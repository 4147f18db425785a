//! Rule evaluators.
//!
//! Each evaluator looks at one (challenge, rule) pair and reports a partial
//! [`Evaluation`]. The benchmark runs them in a fixed order and folds the
//! partial results together with [`Evaluation::merge`]: a field set by a later
//! evaluator replaces the earlier value, and diagnostics accumulate.

pub mod execution;
pub mod judge;
pub mod structure;
pub mod syntax;

pub use execution::ExecutionEvaluator;
pub use judge::{JudgeEvaluator, JudgeVerdict};
pub use structure::{validate_structure, StructureError};
pub use syntax::SyntaxFeatureEvaluator;

use crate::types::Challenge;
use std::collections::BTreeMap;
use tracing::trace;

/// One step of rule evaluation
pub trait Evaluator: Send + Sync {
    /// Short display name
    fn name(&self) -> &str;

    /// Evaluate `rule` against `challenge`. Never fails; problems are
    /// reported as diagnostics.
    fn evaluate(&self, challenge: &Challenge, rule: &str) -> Evaluation;
}

/// Partial evaluation result. `None` means the evaluator did not look at that field.
#[derive(Debug, Clone, Default, PartialEq)]
pub struct Evaluation {
    pub valid_syntax: Option<bool>,
    pub expected_strings_found: Option<Vec<String>>,
    pub expected_keywords_found: Option<Vec<String>>,
    pub execution_results: Option<BTreeMap<String, bool>>,
    pub judge: Option<JudgeVerdict>,
    pub diagnostics: Vec<String>,
}

impl Evaluation {
    /// Fold a later evaluator's result into this one
    pub fn merge(&mut self, later: Evaluation) {
        if later.valid_syntax.is_some() {
            self.valid_syntax = later.valid_syntax;
        }
        if later.expected_strings_found.is_some() {
            self.expected_strings_found = later.expected_strings_found;
        }
        if later.expected_keywords_found.is_some() {
            self.expected_keywords_found = later.expected_keywords_found;
        }
        if later.execution_results.is_some() {
            self.execution_results = later.execution_results;
        }
        if later.judge.is_some() {
            self.judge = later.judge;
        }
        for diagnostic in later.diagnostics {
            self.push_diagnostic(diagnostic);
        }
    }

    /// Record a diagnostic, skipping exact repeats (the structural gate
    /// runs in more than one evaluator)
    pub fn push_diagnostic(&mut self, diagnostic: impl Into<String>) {
        let diagnostic = diagnostic.into();
        if !self.diagnostics.contains(&diagnostic) {
            self.diagnostics.push(diagnostic);
        }
    }

    /// All diagnostics joined for `RuleResult.error`
    pub fn error(&self) -> Option<String> {
        if self.diagnostics.is_empty() {
            None
        } else {
            Some(self.diagnostics.join("; "))
        }
    }

    pub fn valid_syntax(&self) -> bool {
        self.valid_syntax.unwrap_or(false)
    }

    pub fn strings_found(&self) -> &[String] {
        self.expected_strings_found.as_deref().unwrap_or_default()
    }

    pub fn keywords_found(&self) -> &[String] {
        self.expected_keywords_found.as_deref().unwrap_or_default()
    }

    pub fn judge_score(&self) -> Option<f64> {
        self.judge.as_ref().map(|j| j.score)
    }
}

/// Run every evaluator in order and merge their results
pub fn evaluate_all(evaluators: &[Box<dyn Evaluator>], challenge: &Challenge, rule: &str) -> Evaluation {
    let mut merged = Evaluation::default();
    for evaluator in evaluators {
        trace!("running evaluator '{}' on {}", evaluator.name(), challenge.id);
        merged.merge(evaluator.evaluate(challenge, rule));
    }
    merged
}
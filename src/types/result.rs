//! Evaluation outcomes for one (model, challenge) pair and per-model summaries

use chrono::{DateTime, Utc};
use serde::{Deserialize, Serialize};
use std::collections::BTreeMap;

use super::challenge::ChallengeLevel;

/// Outcome of evaluating one generated response against one challenge.
/// Built once and never mutated afterwards.
#[derive(Debug, Clone, PartialEq, Serialize, Deserialize)]
pub struct RuleResult {
    pub challenge_id: String,
    pub model: String,
    /// The extracted rule, absent when nothing could be recovered
    pub generated_rule: Option<String>,
    /// Full raw model response
    pub generated_response: String,
    pub valid_syntax: bool,
    /// Test file name -> observed match
    #[serde(default)]
    pub execution_results: BTreeMap<String, bool>,
    #[serde(default)]
    pub expected_strings_found: Vec<String>,
    #[serde(default)]
    pub expected_keywords_found: Vec<String>,
    /// Composite score in [0, 1]
    pub score: f64,
    #[serde(skip_serializing_if = "Option::is_none")]
    pub error: Option<String>,
    pub latency_ms: f64,
    #[serde(skip_serializing_if = "Option::is_none")]
    pub llm_judge_score: Option<f64>,
    #[serde(skip_serializing_if = "Option::is_none")]
    pub llm_judge_feedback: Option<String>,
    #[serde(skip_serializing_if = "Option::is_none")]
    pub llm_judge_details: Option<serde_json::Value>,
    pub timestamp: DateTime<Utc>,
}

impl RuleResult {
    pub(crate) fn bare(challenge_id: &str, model: &str, response: String, latency_ms: f64) -> Self {
        Self {
            challenge_id: challenge_id.to_string(),
            model: model.to_string(),
            generated_rule: None,
            generated_response: response,
            valid_syntax: false,
            execution_results: BTreeMap::new(),
            expected_strings_found: Vec::new(),
            expected_keywords_found: Vec::new(),
            score: 0.0,
            error: None,
            latency_ms,
            llm_judge_score: None,
            llm_judge_feedback: None,
            llm_judge_details: None,
            timestamp: Utc::now(),
        }
    }

    /// Correct abstention on a non-actionable challenge
    pub fn abstained(challenge_id: &str, model: &str, response: String, latency_ms: f64) -> Self {
        Self {
            valid_syntax: true,
            score: 1.0,
            ..Self::bare(challenge_id, model, response, latency_ms)
        }
    }

    /// Actionable challenge but no rule could be recovered from the response
    pub fn no_rule(challenge_id: &str, model: &str, response: String, latency_ms: f64) -> Self {
        Self {
            error: Some("No valid YARA rule extracted".to_string()),
            ..Self::bare(challenge_id, model, response, latency_ms)
        }
    }

    /// Unexpected failure while evaluating a single challenge
    pub fn failed(challenge_id: &str, model: &str, error: String, latency_ms: f64) -> Self {
        Self {
            error: Some(error),
            ..Self::bare(challenge_id, model, String::new(), latency_ms)
        }
    }
}

/// Aggregate of all results for one model
#[derive(Debug, Clone, PartialEq, Serialize, Deserialize)]
pub struct BenchmarkResult {
    pub model: String,
    pub levels: Vec<ChallengeLevel>,
    pub total_challenges: usize,
    /// Challenges whose result has `valid_syntax == true`
    pub successful_challenges: usize,
    pub average_score: f64,
    pub results: Vec<RuleResult>,
    pub total_time_ms: f64,
    pub timestamp: DateTime<Utc>,
}

impl BenchmarkResult {
    /// Summarize a model's results. Reads the results, never alters them.
    pub fn from_results(
        model: &str,
        levels: Vec<ChallengeLevel>,
        results: Vec<RuleResult>,
        total_time_ms: f64,
    ) -> Self {
        let total_challenges = results.len();
        let successful_challenges = results.iter().filter(|r| r.valid_syntax).count();
        let average_score = if total_challenges > 0 {
            results.iter().map(|r| r.score).sum::<f64>() / total_challenges as f64
        } else {
            0.0
        };

        Self {
            model: model.to_string(),
            levels,
            total_challenges,
            successful_challenges,
            average_score,
            results,
            total_time_ms,
            timestamp: Utc::now(),
        }
    }
}
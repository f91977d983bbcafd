use thiserror::Error;

/// Crate-wide result type alias.
pub type Result<T> = std::result::Result<T, Error>;

/// Error type for the propagation engine.
///
/// Every fallible engine operation returns this enum; there is no
/// `.unwrap()`/`.expect()` path through a run. Each variant carries enough
/// context to be actionable.
#[derive(Debug, Error)]
pub enum Error {
    /// Invalid user or API parameter (non-positive mass or time step,
    /// mismatched vector lengths, degenerate acceptance ratio).
    #[error("invalid configuration: {0}")]
    InvalidConfig(String),

    /// A position, velocity, or acceleration component became non-finite
    /// after an update. Continued propagation is physically meaningless.
    #[error("numerical divergence: {0}")]
    Divergence(String),

    /// The external energy model could not evaluate the current
    /// configuration (e.g. singular geometry). Never retried.
    #[error("energy model failure: {0}")]
    EnergyModel(String),

    /// Propagated I/O errors from file-backed observers.
    #[error(transparent)]
    Io(#[from] std::io::Error),
}
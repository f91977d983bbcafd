//! Core propagation engine: particle state, kinematic primitives, the
//! leapfrog molecular-dynamics integrator, and the Metropolis Monte-Carlo
//! sampler.

pub mod energy;
pub mod mc;
pub mod md;
pub mod observe;
pub mod particle;
pub mod system;

pub use energy::{kinetic_energy, kinetic_temperature, EnergyModel, EnergyReport, KineticMode};
pub use mc::{metropolis_factor, McConfig, MonteCarlo};
pub use md::{MdConfig, MolecularDynamics};
pub use observe::{MemoryTrace, NullObserver, Observer, Progress, Sample, TraceRow};
pub use particle::{Particle, Vec3, DIM};
pub use system::System;
use crate::core::energy::{EnergyModel, EnergyReport, KineticMode, R_GAS};
use crate::core::observe::{Observer, Progress, Sample};
use crate::core::particle::DIM;
use crate::core::system::System;
use crate::error::{Error, Result};
use rand::{rngs::StdRng, Rng, SeedableRng};
use rand_distr::{Distribution, Normal};

/// Simulated time starts a hair above zero so the accumulated `time += dt`
/// sum cannot round below `total_time` on the final comparison and run an
/// extra step.
const TIME_ORIGIN: f64 = 1.0e-10;

/// Molecular-dynamics run parameters.
#[derive(Debug, Clone)]
pub struct MdConfig {
    /// Propagation increment [ps].
    pub time_step: f64,
    /// Total simulated time [ps].
    pub total_time: f64,
    /// Desired temperature [K]; zero skips velocity initialization.
    pub target_temperature: f64,
    /// Pressure set-point [bar]; reported alongside output, not regulated.
    pub target_pressure: f64,
    /// Length of the thermal-equilibration window [ps].
    pub equilibration_time: f64,
    /// Equilibration rate constant [ps]; smaller pulls harder.
    pub equilibration_rate: f64,
    /// Seed for the run's random draws; `None` for nondeterministic.
    pub seed: Option<u64>,
}

impl Default for MdConfig {
    fn default() -> Self {
        Self {
            time_step: 0.001,
            total_time: 1.0,
            target_temperature: 298.15,
            target_pressure: 1.0,
            equilibration_time: 0.0,
            equilibration_rate: 2.0,
            seed: None,
        }
    }
}

impl MdConfig {
    fn validate(&self) -> Result<()> {
        if !self.time_step.is_finite() || self.time_step <= 0.0 {
            return Err(Error::InvalidConfig("time_step must be finite and > 0".into()));
        }
        if !self.total_time.is_finite() || self.total_time <= 0.0 {
            return Err(Error::InvalidConfig("total_time must be finite and > 0".into()));
        }
        if !self.target_temperature.is_finite() || self.target_temperature < 0.0 {
            return Err(Error::InvalidConfig(
                "target_temperature must be finite and >= 0".into(),
            ));
        }
        if !self.target_pressure.is_finite() {
            return Err(Error::InvalidConfig("target_pressure must be finite".into()));
        }
        if !self.equilibration_time.is_finite() || self.equilibration_time < 0.0 {
            return Err(Error::InvalidConfig(
                "equilibration_time must be finite and >= 0".into(),
            ));
        }
        if !self.equilibration_rate.is_finite() || self.equilibration_rate <= 0.0 {
            return Err(Error::InvalidConfig(
                "equilibration_rate must be finite and > 0".into(),
            ));
        }
        Ok(())
    }
}

/// Leapfrog molecular-dynamics driver.
///
/// Owns the particle state, the external energy model, the output observer,
/// and a seeded generator; one call to [`run`](Self::run) propagates the
/// system from rest (or a Maxwell–Boltzmann start) to `total_time`.
#[derive(Debug)]
pub struct MolecularDynamics<E, O> {
    system: System,
    config: MdConfig,
    model: E,
    observer: O,
    rng: StdRng,
    time: f64,
    /// Exponential moving average of the kinetic temperature.
    etemp: f64,
    last: EnergyReport,
}

impl<E: EnergyModel, O: Observer> MolecularDynamics<E, O> {
    /// Create a driver after validating the configuration.
    pub fn new(system: System, config: MdConfig, model: E, observer: O) -> Result<Self> {
        config.validate()?;
        let rng: StdRng = match config.seed {
            Some(s) => SeedableRng::seed_from_u64(s),
            None => SeedableRng::seed_from_u64(rand::rng().random()),
        };
        let etemp = config.target_temperature;
        Ok(Self {
            system,
            config,
            model,
            observer,
            rng,
            time: TIME_ORIGIN,
            etemp,
            last: EnergyReport::default(),
        })
    }

    /// Run the full trajectory.
    ///
    /// The observer's `finish` hook runs exactly once, whether propagation
    /// completes or fails, so partial output is never lost.
    pub fn run(&mut self) -> Result<()> {
        let outcome = self.propagate();
        let flushed = self.observer.finish();
        outcome.and(flushed)
    }

    /// Current particle state.
    pub fn system(&self) -> &System {
        &self.system
    }

    /// The observer, for retrieving collected output.
    pub fn observer(&self) -> &O {
        &self.observer
    }

    /// Elapsed simulated time [ps].
    pub fn simulated_time(&self) -> f64 {
        self.time
    }

    /// Running mean temperature of the equilibration window [K].
    pub fn running_mean_temperature(&self) -> f64 {
        self.etemp
    }

    /// Consume the driver, releasing the final state and observer.
    pub fn into_parts(self) -> (System, O) {
        (self.system, self.observer)
    }

    fn propagate(&mut self) -> Result<()> {
        let dt = self.config.time_step;

        self.initialize_velocities()?;
        self.last = self.model.evaluate(&self.system, KineticMode::Standard)?;
        let gradient = self.model.gradient(&self.system)?;
        self.system.update_accelerations(&gradient)?;
        self.record(true)?;
        // Half step once; every later velocity update is a full step, which
        // keeps velocities staggered half a step ahead of positions.
        self.system.update_velocities(0.5 * dt)?;

        while self.time < self.config.total_time {
            self.system.update_positions(dt, 1.0, 0.0)?;
            let gradient = self.model.gradient(&self.system)?;
            self.system.update_accelerations(&gradient)?;
            self.system.update_velocities(dt)?;
            self.last = self.model.evaluate(&self.system, KineticMode::Leapfrog)?;
            if self.time < self.config.equilibration_time {
                self.equilibrate_temperature()?;
            }
            self.record(false)?;
            self.time += dt;
        }

        self.record(true)
    }

    /// Assign Maxwell–Boltzmann velocities at the target temperature, then
    /// rescale so the model's instantaneous temperature matches it exactly.
    ///
    /// A zero target leaves the velocities untouched.
    fn initialize_velocities(&mut self) -> Result<()> {
        let temp = self.config.target_temperature;
        if temp <= 0.0 {
            return Ok(());
        }
        self.etemp = temp;
        for p in &mut self.system.particles {
            let sigma = (2.0 * R_GAS * temp / (3.0 * p.mass)).sqrt();
            let normal = Normal::new(0.0, sigma)
                .map_err(|e| Error::InvalidConfig(format!("velocity distribution: {e}")))?;
            for k in 0..DIM {
                p.velocity[k] = normal.sample(&mut self.rng);
            }
        }
        let report = self.model.evaluate(&self.system, KineticMode::Standard)?;
        if !(report.temperature > 0.0) {
            return Err(Error::InvalidConfig(format!(
                "instantaneous temperature must be positive after velocity assignment, got {}",
                report.temperature
            )));
        }
        self.system.scale_velocities((temp / report.temperature).sqrt());
        Ok(())
    }

    /// Pull the kinetic temperature toward the target by scaling velocities
    /// against an exponential moving average of the model's readings.
    fn equilibrate_temperature(&mut self) -> Result<()> {
        let dt = self.config.time_step;
        let tweight = 10.0 * dt;
        self.etemp = (self.etemp + tweight * self.last.temperature) / (1.0 + tweight);
        if !(self.etemp > 0.0) {
            return Err(Error::InvalidConfig(format!(
                "running mean temperature must stay positive, got {}",
                self.etemp
            )));
        }
        let tscale = dt / self.config.equilibration_rate;
        let scale = 1.0 + tscale * ((self.config.target_temperature / self.etemp).sqrt() - 1.0);
        self.system.scale_velocities(scale);
        Ok(())
    }

    fn record(&mut self, forced: bool) -> Result<()> {
        self.observer.record(&Sample {
            system: &self.system,
            energies: &self.last,
            progress: Progress::Time(self.time),
            forced,
        })
    }
}
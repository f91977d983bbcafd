use crate::core::energy::ACC_CONV;
use crate::core::particle::{Particle, Vec3, DIM};
use crate::error::{Error, Result};

/// The simulated particle collection and the kinematic update primitives
/// shared by both propagation schemes.
///
/// Particle order is identity: index `i` always refers to the same physical
/// atom for the lifetime of the system. Every mutating primitive snapshots
/// the previous value of the quantity it overwrites and fails with
/// [`Error::Divergence`] if any component comes out non-finite.
#[derive(Debug, Clone)]
pub struct System {
    pub particles: Vec<Particle>,
}

impl System {
    /// Create a system from a non-empty particle collection.
    pub fn new(particles: Vec<Particle>) -> Result<Self> {
        if particles.is_empty() {
            return Err(Error::InvalidConfig(
                "system must contain at least one particle".into(),
            ));
        }
        Ok(Self { particles })
    }

    /// Number of atoms.
    pub fn n_atoms(&self) -> usize {
        self.particles.len()
    }

    /// Positions as a Vec of fixed-size arrays.
    pub fn positions(&self) -> Vec<Vec3> {
        self.particles.iter().map(|p| p.position).collect()
    }

    /// Velocities as a Vec of fixed-size arrays.
    pub fn velocities(&self) -> Vec<Vec3> {
        self.particles.iter().map(|p| p.velocity).collect()
    }

    /// Recompute accelerations from a potential-energy gradient.
    ///
    /// Force is the negated gradient; `acceleration = -ACC_CONV * g / mass`
    /// converts it to [Å/ps²]. `gradient` must hold one 3-vector per atom,
    /// in kcal/(mol·Å).
    pub fn update_accelerations(&mut self, gradient: &[Vec3]) -> Result<()> {
        if gradient.len() != self.particles.len() {
            return Err(Error::InvalidConfig(format!(
                "gradient has {} rows, system has {} particles",
                gradient.len(),
                self.particles.len()
            )));
        }
        for (i, (p, g)) in self.particles.iter_mut().zip(gradient).enumerate() {
            p.prev_acceleration = p.acceleration;
            for k in 0..DIM {
                p.acceleration[k] = -ACC_CONV * g[k] / p.mass;
            }
            check_finite(&p.acceleration, "acceleration", i)?;
        }
        Ok(())
    }

    /// Advance velocities by `v += a * dt`.
    ///
    /// The MD integrator calls this with a half step once at start and a
    /// full step every iteration after, which is what staggers velocities
    /// to half-integer times.
    pub fn update_velocities(&mut self, dt: f64) -> Result<()> {
        for (i, p) in self.particles.iter_mut().enumerate() {
            p.prev_velocity = p.velocity;
            for k in 0..DIM {
                p.velocity[k] += p.acceleration[k] * dt;
            }
            check_finite(&p.velocity, "velocity", i)?;
        }
        Ok(())
    }

    /// Advance positions by `r += v * (v_coeff * dt) + a * (a_coeff * dt²)`.
    ///
    /// Pure leapfrog passes `(1.0, 0.0)`; the coefficients exist so other
    /// integrators can reuse the primitive unchanged.
    pub fn update_positions(&mut self, dt: f64, v_coeff: f64, a_coeff: f64) -> Result<()> {
        let dv = v_coeff * dt;
        let da = a_coeff * dt * dt;
        for (i, p) in self.particles.iter_mut().enumerate() {
            p.prev_position = p.position;
            for k in 0..DIM {
                p.position[k] += p.velocity[k] * dv + p.acceleration[k] * da;
            }
            check_finite(&p.position, "position", i)?;
        }
        Ok(())
    }

    /// Displace every particle by its row of `displacement`.
    ///
    /// Applying a displacement and then its negation restores every position
    /// bitwise, which is what makes Monte-Carlo rejection drift-free.
    pub fn displace(&mut self, displacement: &[Vec3]) -> Result<()> {
        if displacement.len() != self.particles.len() {
            return Err(Error::InvalidConfig(format!(
                "displacement has {} rows, system has {} particles",
                displacement.len(),
                self.particles.len()
            )));
        }
        for (i, (p, d)) in self.particles.iter_mut().zip(displacement).enumerate() {
            p.prev_position = p.position;
            for k in 0..DIM {
                p.position[k] += d[k];
            }
            check_finite(&p.position, "position", i)?;
        }
        Ok(())
    }

    /// Set every velocity component to zero.
    pub fn zero_velocities(&mut self) {
        for p in &mut self.particles {
            p.velocity = [0.0; DIM];
        }
    }

    /// Multiply every velocity component by `factor`.
    pub fn scale_velocities(&mut self, factor: f64) {
        for p in &mut self.particles {
            for k in 0..DIM {
                p.velocity[k] *= factor;
            }
        }
    }
}

#[inline]
fn check_finite(v: &Vec3, what: &str, index: usize) -> Result<()> {
    if v.iter().all(|x| x.is_finite()) {
        Ok(())
    } else {
        Err(Error::Divergence(format!(
            "{what} of particle {index} is non-finite"
        )))
    }
}

#[cfg(test)]
mod tests {
    use super::*;

    fn two_particles() -> Result<System> {
        System::new(vec![
            Particle::new(1.0, [0.0, 0.0, 0.0])?,
            Particle::new(4.0, [1.0, 2.0, 3.0])?,
        ])
    }

    #[test]
    fn empty_system_rejected() {
        let err = System::new(Vec::new()).unwrap_err();
        assert!(err.to_string().contains("at least one"));
    }

    #[test]
    fn acceleration_from_gradient_with_snapshot() -> Result<()> {
        let mut sys = two_particles()?;
        sys.update_accelerations(&[[1.0, 0.0, 0.0], [0.0, -2.0, 0.0]])?;
        assert!((sys.particles[0].acceleration[0] + ACC_CONV).abs() < 1e-12);
        // mass 4.0 quarters the acceleration, sign flips with the gradient
        assert!((sys.particles[1].acceleration[1] - 2.0 * ACC_CONV / 4.0).abs() < 1e-12);
        assert_eq!(sys.particles[0].prev_acceleration, [0.0, 0.0, 0.0]);

        sys.update_accelerations(&[[0.0; DIM], [0.0; DIM]])?;
        assert!((sys.particles[0].prev_acceleration[0] + ACC_CONV).abs() < 1e-12);
        assert_eq!(sys.particles[0].acceleration, [0.0, 0.0, 0.0]);
        Ok(())
    }

    #[test]
    fn gradient_length_mismatch_rejected() -> Result<()> {
        let mut sys = two_particles()?;
        let err = sys.update_accelerations(&[[0.0; DIM]]).unwrap_err();
        assert!(err.to_string().contains("gradient"));
        Ok(())
    }

    #[test]
    fn velocity_and_position_updates_follow_coefficients() -> Result<()> {
        let mut sys = System::new(vec![Particle::new(2.0, [0.0; DIM])?])?;
        sys.particles[0].acceleration = [10.0, 0.0, 0.0];
        sys.update_velocities(0.5)?;
        assert_eq!(sys.particles[0].velocity, [5.0, 0.0, 0.0]);
        assert_eq!(sys.particles[0].prev_velocity, [0.0, 0.0, 0.0]);

        // v_coeff scales the velocity term, a_coeff the quadratic term
        sys.update_positions(2.0, 1.0, 0.0)?;
        assert_eq!(sys.particles[0].position, [10.0, 0.0, 0.0]);
        sys.update_positions(2.0, 0.0, 0.5)?;
        assert_eq!(sys.particles[0].prev_position, [10.0, 0.0, 0.0]);
        assert_eq!(sys.particles[0].position, [30.0, 0.0, 0.0]);
        Ok(())
    }

    #[test]
    fn displacement_reverses_bitwise() -> Result<()> {
        let mut sys = two_particles()?;
        let before = sys.positions();
        let disp = [[0.125, -0.5, 0.0625], [-1.0, 0.25, 0.375]];
        let neg: Vec<Vec3> = disp.iter().map(|d| [-d[0], -d[1], -d[2]]).collect();
        sys.displace(&disp)?;
        sys.displace(&neg)?;
        assert_eq!(sys.positions(), before);
        Ok(())
    }

    #[test]
    fn zero_and_scale_velocities() -> Result<()> {
        let mut sys = two_particles()?;
        sys.particles[0].velocity = [1.0, -2.0, 3.0];
        sys.scale_velocities(2.0);
        assert_eq!(sys.particles[0].velocity, [2.0, -4.0, 6.0]);
        sys.zero_velocities();
        assert_eq!(sys.particles[0].velocity, [0.0, 0.0, 0.0]);
        Ok(())
    }

    #[test]
    fn non_finite_update_is_divergence() -> Result<()> {
        let mut sys = System::new(vec![Particle::new(1.0, [0.0; DIM])?])?;
        let err = sys
            .update_accelerations(&[[f64::INFINITY, 0.0, 0.0]])
            .unwrap_err();
        assert!(matches!(err, Error::Divergence(_)));
        assert!(err.to_string().contains("particle 0"));
        Ok(())
    }
}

────────────────

## What the exercise asks
Report only the number of lines that hold the string "which" in this listing.

## Exercise solution
3